SECTION 3.11 GOVERNMENTAL AUTHORIZATIONS. To the best of each of
Dominion's and Estates' knowledge, each has all licenses, franchises, permits
and other governmental authorizations that are legally required to enable it to
conduct its business operations in all material respects as conducted on the
date hereof. No authorization, approval, consent or order of, or registration,
declaration or filing with, any court or other governmental body is required in
connection with the execution and delivery by either Dominion or Estates of the
transactions contemplated hereby.
SECTION 3.12 COMPLIANCE WITH LAWS AND REGULATIONS. Each of Dominion and
Estates has complied with all applicable statutes and regulations of any
federal, state or other governmental entity or agency thereof, except to the
extent that noncompliance would not materially and adversely affect the
business; operations, properties, or financial condition of either company.
SECTION 3.13 MATERIAL TRANSACTIONS OR AFFILIATIONS. Each of Dominion
and Estates has provided Atlantic with copies of all material contracts to which
either company is a party and which are to be performed in whole or in part
after the date hereof. Neither Dominion nor Estates has any commitment, whether
written or oral, to lend any funds to, borrow any money from or enter into any
other material transactions with, any of its directors or person owning of
record, or known by either company to own beneficially, ten percent (10%) or
more the issued and outstanding ordinary shares of either company and which is
to be performed in whole or in part after the date hereof. Neither Dominion nor
Estates has any commitment, whether written or oral, to lend and funds to,
borrow and money from or enter into any other material transactions with, any
such affiliated person.
SECTION 3.14 LABOR RELATIONS. Neither Dominion nor Estates has ever had
a work stoppage resulting from labor problems and there are no pending
litigation or legal claims against either company from any past employees,
officers or directors.

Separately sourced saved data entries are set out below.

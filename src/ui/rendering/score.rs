//! Scoreboard panel.

use ratatui::{
    Frame,
    layout::Rect,
    style::Style,
    text::{Line, Span},
    widgets::{Block, Borders, Paragraph},
};

use crate::{game::Player, ui::app::App};

use super::board::player_color;

impl App {
    pub(in crate::ui) fn draw_score(&self, f: &mut Frame, area: Rect) {
        let score = self.session.state().score();

        let lines: Vec<Line> = [Player::X, Player::O]
            .into_iter()
            .map(|player| {
                Line::from(vec![
                    Span::styled(
                        format!("{}: ", player),
                        Style::default().fg(player_color(player)),
                    ),
                    Span::raw(score.get(player).to_string()),
                ])
            })
            .collect();

        f.render_widget(
            Paragraph::new(lines).block(Block::default().borders(Borders::ALL).title("Score")),
            area,
        );
    }
}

All payroll matters are in accordance with Australian
labor laws and there are no taxes or duties outstanding or payable to the
Australian tax authorities with referenced to employment taxed or social
payments other than those disclosed in the financial statements attached hereto
as Exhibit 3.16.
SECTION 3.15 NATURE OF BOOKS AND RECORDS. It is acknowledged that both
Dominion's and Estates' books and records must be in auditable condition and
that such audit must be completed within sixty days (60) of this Agreement. The
books and records of each Dominion and Estates are in such auditable condition.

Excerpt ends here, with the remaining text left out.